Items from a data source
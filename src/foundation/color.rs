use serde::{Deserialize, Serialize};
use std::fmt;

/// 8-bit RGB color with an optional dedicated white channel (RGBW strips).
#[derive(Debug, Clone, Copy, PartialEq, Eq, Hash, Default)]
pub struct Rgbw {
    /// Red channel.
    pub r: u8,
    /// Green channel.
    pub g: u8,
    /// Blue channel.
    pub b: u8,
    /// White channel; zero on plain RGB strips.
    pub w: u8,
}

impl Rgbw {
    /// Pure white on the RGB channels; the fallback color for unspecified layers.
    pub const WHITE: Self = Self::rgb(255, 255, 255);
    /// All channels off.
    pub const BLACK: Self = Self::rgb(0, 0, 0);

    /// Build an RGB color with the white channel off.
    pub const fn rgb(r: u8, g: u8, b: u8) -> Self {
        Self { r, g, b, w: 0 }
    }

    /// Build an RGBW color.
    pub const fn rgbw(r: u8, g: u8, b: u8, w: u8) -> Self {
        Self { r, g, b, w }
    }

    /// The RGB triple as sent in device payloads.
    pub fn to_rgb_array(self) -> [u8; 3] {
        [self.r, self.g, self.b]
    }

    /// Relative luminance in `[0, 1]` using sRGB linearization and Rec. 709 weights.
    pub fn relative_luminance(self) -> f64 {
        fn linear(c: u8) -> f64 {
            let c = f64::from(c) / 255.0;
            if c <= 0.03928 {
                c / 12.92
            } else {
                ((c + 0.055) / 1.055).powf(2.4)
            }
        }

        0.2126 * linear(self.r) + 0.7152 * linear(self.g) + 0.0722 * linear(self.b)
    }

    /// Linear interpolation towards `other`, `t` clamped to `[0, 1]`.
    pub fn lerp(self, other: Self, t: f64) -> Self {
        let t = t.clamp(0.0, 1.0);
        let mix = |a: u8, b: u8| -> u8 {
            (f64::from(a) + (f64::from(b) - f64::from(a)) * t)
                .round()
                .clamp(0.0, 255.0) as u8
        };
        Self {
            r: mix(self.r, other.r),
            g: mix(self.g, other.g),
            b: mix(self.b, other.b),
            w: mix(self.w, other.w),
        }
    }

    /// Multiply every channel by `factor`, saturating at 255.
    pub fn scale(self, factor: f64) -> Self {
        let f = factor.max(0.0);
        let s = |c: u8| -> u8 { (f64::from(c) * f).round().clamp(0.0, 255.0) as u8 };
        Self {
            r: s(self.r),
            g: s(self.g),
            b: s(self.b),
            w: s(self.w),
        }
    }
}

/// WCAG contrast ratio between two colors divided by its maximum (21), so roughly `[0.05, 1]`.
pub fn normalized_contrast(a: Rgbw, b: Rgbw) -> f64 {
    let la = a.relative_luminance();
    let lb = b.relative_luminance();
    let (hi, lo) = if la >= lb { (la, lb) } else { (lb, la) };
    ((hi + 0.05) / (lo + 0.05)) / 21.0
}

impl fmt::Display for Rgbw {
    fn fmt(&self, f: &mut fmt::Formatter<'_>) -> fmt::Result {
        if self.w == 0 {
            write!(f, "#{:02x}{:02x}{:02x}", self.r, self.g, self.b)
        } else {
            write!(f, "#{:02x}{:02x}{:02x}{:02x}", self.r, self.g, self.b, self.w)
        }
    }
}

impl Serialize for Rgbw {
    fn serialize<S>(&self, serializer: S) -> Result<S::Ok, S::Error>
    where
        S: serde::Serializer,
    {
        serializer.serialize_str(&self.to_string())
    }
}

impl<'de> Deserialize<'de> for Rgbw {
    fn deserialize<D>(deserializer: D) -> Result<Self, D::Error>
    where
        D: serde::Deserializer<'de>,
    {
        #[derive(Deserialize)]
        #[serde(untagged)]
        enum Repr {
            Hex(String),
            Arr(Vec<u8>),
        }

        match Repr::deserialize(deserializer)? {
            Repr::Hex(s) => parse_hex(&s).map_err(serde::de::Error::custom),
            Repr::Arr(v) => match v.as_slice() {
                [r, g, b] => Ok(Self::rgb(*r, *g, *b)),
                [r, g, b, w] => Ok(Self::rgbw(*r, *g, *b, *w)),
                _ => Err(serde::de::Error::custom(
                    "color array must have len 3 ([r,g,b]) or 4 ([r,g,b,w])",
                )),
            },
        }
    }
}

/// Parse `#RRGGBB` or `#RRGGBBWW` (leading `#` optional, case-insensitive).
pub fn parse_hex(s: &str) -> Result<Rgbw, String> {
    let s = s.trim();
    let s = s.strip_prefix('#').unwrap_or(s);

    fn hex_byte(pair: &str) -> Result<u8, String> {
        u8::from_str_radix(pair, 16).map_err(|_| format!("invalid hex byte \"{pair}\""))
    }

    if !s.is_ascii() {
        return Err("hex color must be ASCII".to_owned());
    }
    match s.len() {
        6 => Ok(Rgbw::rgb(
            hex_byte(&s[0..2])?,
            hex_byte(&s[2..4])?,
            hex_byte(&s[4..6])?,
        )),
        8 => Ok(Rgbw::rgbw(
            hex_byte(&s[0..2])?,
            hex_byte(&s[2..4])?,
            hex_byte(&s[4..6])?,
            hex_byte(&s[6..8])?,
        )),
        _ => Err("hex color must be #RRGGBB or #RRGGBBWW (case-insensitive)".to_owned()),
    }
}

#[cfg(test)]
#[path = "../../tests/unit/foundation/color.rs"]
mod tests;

...

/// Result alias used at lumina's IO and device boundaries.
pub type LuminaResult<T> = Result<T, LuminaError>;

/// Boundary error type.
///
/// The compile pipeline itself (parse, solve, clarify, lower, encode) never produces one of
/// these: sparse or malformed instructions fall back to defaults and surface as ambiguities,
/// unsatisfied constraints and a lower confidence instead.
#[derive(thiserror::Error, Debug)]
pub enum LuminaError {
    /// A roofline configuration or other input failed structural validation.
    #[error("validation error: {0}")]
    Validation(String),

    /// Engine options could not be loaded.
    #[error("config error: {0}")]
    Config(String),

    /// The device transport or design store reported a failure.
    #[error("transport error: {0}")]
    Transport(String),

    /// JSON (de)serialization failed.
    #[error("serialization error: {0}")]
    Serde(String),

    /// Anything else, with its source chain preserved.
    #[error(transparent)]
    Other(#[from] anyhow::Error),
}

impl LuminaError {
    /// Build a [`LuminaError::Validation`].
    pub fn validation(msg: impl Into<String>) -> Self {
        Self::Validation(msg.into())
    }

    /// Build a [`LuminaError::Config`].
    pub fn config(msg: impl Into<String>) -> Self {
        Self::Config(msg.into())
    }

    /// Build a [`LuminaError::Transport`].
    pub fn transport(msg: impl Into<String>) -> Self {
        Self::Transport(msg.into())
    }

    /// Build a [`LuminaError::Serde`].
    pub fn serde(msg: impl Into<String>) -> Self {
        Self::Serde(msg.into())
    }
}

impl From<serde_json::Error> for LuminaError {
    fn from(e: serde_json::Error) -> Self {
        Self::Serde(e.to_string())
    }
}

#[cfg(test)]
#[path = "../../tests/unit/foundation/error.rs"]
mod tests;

- Directions for this task: Please report every line of the records above that contains the word "with".

- Answer:
/// 8-bit RGB color with an optional dedicated white channel (RGBW strips).
    /// Build an RGB color with the white channel off.
    /// Anything else, with its source chain preserved.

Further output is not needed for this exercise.